↓

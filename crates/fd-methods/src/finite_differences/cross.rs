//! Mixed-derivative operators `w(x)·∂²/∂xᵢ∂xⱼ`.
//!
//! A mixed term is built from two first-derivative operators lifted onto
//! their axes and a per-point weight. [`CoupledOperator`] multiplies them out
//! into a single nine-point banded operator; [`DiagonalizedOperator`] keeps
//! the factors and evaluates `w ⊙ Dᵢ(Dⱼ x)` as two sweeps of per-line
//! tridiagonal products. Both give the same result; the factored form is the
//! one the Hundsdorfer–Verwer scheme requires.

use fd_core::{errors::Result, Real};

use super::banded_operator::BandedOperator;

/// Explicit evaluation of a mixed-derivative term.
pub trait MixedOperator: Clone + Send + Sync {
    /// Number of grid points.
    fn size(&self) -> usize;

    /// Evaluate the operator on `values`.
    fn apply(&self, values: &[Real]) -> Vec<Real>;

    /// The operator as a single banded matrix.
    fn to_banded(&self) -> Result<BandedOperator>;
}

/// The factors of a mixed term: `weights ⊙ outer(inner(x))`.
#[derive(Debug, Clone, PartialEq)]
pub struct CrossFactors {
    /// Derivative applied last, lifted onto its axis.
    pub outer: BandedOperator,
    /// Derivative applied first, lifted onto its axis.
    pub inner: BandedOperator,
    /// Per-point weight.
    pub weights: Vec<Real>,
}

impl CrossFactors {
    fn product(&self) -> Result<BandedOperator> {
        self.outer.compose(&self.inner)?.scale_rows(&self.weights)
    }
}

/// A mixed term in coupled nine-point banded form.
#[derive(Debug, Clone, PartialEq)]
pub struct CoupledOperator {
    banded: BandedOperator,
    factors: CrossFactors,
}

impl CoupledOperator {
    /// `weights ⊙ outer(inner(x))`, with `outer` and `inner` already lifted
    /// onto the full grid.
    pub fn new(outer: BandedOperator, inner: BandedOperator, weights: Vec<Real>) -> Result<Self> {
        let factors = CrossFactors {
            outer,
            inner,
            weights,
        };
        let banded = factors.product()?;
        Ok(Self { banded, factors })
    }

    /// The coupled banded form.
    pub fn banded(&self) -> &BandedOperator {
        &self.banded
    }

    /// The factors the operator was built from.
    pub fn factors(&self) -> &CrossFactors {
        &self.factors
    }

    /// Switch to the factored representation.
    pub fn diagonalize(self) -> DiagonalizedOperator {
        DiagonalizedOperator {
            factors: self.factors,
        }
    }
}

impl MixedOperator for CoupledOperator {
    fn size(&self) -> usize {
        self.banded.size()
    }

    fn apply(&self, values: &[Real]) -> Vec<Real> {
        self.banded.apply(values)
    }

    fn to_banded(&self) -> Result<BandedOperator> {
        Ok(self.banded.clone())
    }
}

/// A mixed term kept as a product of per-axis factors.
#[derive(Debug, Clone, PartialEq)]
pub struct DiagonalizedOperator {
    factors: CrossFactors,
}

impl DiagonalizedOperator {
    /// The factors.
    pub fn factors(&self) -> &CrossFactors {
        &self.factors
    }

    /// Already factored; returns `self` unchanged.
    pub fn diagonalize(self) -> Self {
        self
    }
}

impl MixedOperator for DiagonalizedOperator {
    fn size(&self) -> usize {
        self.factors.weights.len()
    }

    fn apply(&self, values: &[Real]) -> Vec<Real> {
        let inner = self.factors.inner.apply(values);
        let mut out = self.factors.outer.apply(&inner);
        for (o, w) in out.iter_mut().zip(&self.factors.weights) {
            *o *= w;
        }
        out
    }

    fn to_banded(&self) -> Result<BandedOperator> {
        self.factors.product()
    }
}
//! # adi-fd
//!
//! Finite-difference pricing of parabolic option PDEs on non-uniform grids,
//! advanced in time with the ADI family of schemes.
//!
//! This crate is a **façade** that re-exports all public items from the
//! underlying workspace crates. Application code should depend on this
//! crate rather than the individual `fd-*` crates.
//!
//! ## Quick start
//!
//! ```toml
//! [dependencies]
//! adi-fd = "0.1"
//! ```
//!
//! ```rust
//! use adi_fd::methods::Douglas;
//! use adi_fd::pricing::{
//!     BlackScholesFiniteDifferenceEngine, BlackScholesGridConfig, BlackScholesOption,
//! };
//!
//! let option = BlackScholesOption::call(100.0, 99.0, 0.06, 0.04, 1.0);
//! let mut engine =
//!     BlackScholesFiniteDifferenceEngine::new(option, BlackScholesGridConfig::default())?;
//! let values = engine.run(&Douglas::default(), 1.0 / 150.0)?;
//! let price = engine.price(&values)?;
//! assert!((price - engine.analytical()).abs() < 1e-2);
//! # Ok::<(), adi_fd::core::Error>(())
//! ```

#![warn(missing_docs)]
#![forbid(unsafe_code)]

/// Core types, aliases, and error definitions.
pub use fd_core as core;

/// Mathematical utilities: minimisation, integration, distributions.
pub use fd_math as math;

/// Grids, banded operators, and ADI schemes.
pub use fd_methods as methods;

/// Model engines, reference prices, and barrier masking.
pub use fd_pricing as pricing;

↑

Work request - Copy each line of the material exactly as written.

Response to the exercise -
filename crates/fd-methods/src/finite_differences/cross.rs
//! Mixed-derivative operators `w(x)·∂²/∂xᵢ∂xⱼ`.
//!
//! A mixed term is built from two first-derivative operators lifted onto
//! their axes and a per-point weight. [`CoupledOperator`] multiplies them out
//! into a single nine-point banded operator; [`DiagonalizedOperator`] keeps
//! the factors and evaluates `w ⊙ Dᵢ(Dⱼ x)` as two sweeps of per-line
//! tridiagonal products. Both give the same result; the factored form is the
//! one the Hundsdorfer–Verwer scheme requires.

use fd_core::{errors::Result, Real};

use super::banded_operator::BandedOperator;

/// Explicit evaluation of a mixed-derivative term.
pub trait MixedOperator: Clone + Send + Sync {
    /// Number of grid points.
    fn size(&self) -> usize;

    /// Evaluate the operator on `values`.
    fn apply(&self, values: &[Real]) -> Vec<Real>;

    /// The operator as a single banded matrix.
    fn to_banded(&self) -> Result<BandedOperator>;
}

/// The factors of a mixed term: `weights ⊙ outer(inner(x))`.
#[derive(Debug, Clone, PartialEq)]
pub struct CrossFactors {
    /// Derivative applied last, lifted onto its axis.
    pub outer: BandedOperator,
    /// Derivative applied first, lifted onto its axis.
    pub inner: BandedOperator,
    /// Per-point weight.
    pub weights: Vec<Real>,
}

impl CrossFactors {
    fn product(&self) -> Result<BandedOperator> {
        self.outer.compose(&self.inner)?.scale_rows(&self.weights)
    }
}

/// A mixed term in coupled nine-point banded form.
#[derive(Debug, Clone, PartialEq)]
pub struct CoupledOperator {
    banded: BandedOperator,
    factors: CrossFactors,
}

impl CoupledOperator {
    /// `weights ⊙ outer(inner(x))`, with `outer` and `inner` already lifted
    /// onto the full grid.
    pub fn new(outer: BandedOperator, inner: BandedOperator, weights: Vec<Real>) -> Result<Self> {
        let factors = CrossFactors {
            outer,
            inner,
            weights,
        };
        let banded = factors.product()?;
        Ok(Self { banded, factors })
    }

    /// The coupled banded form.
    pub fn banded(&self) -> &BandedOperator {
        &self.banded
    }

    /// The factors the operator was built from.
    pub fn factors(&self) -> &CrossFactors {
        &self.factors
    }

    /// Switch to the factored representation.
    pub fn diagonalize(self) -> DiagonalizedOperator {
        DiagonalizedOperator {
            factors: self.factors,
        }
    }
}

impl MixedOperator for CoupledOperator {
    fn size(&self) -> usize {
        self.banded.size()
    }

    fn apply(&self, values: &[Real]) -> Vec<Real> {
        self.banded.apply(values)
    }

    fn to_banded(&self) -> Result<BandedOperator> {
        Ok(self.banded.clone())
    }
}

/// A mixed term kept as a product of per-axis factors.
#[derive(Debug, Clone, PartialEq)]
pub struct DiagonalizedOperator {
    factors: CrossFactors,
}

impl DiagonalizedOperator {
    /// The factors.
    pub fn factors(&self) -> &CrossFactors {
        &self.factors
    }

    /// Already factored; returns `self` unchanged.
    pub fn diagonalize(self) -> Self {
        self
    }
}

impl MixedOperator for DiagonalizedOperator {
    fn size(&self) -> usize {
        self.factors.weights.len()
    }

    fn apply(&self, values: &[Real]) -> Vec<Real> {
        let inner = self.factors.inner.apply(values);
        let mut out = self.factors.outer.apply(&inner);
        for (o, w) in out.iter_mut().zip(&self.factors.weights) {
            *o *= w;
        }
        out
    }

    fn to_banded(&self) -> Result<BandedOperator> {
        self.factors.product()
    }
}
//! # adi-fd
//!
//! Finite-difference pricing of parabolic option PDEs on non-uniform grids,
//! advanced in time with the ADI family of schemes.
//!
//! This crate is a **façade** that re-exports all public items from the
//! underlying workspace crates. Application code should depend on this
//! crate rather than the individual `fd-*` crates.
//!
//! ## Quick start
//!
//! ```toml
//! [dependencies]
//! adi-fd = "0.1"
//! ```
//!
//! ```rust
//! use adi_fd::methods::Douglas;
//! use adi_fd::pricing::{
//!     BlackScholesFiniteDifferenceEngine, BlackScholesGridConfig, BlackScholesOption,
//! };
//!
//! let option = BlackScholesOption::call(100.0, 99.0, 0.06, 0.04, 1.0);
//! let mut engine =
//!     BlackScholesFiniteDifferenceEngine::new(option, BlackScholesGridConfig::default())?;
//! let values = engine.run(&Douglas::default(), 1.0 / 150.0)?;
//! let price = engine.price(&values)?;
//! assert!((price - engine.analytical()).abs() < 1e-2);
//! # Ok::<(), adi_fd::core::Error>(())
//! ```

#![warn(missing_docs)]
#![forbid(unsafe_code)]

/// Core types, aliases, and error definitions.
pub use fd_core as core;

/// Mathematical utilities: minimisation, integration, distributions.
pub use fd_math as math;

/// Grids, banded operators, and ADI schemes.
pub use fd_methods as methods;

/// Model engines, reference prices, and barrier masking.
pub use fd_pricing as pricing;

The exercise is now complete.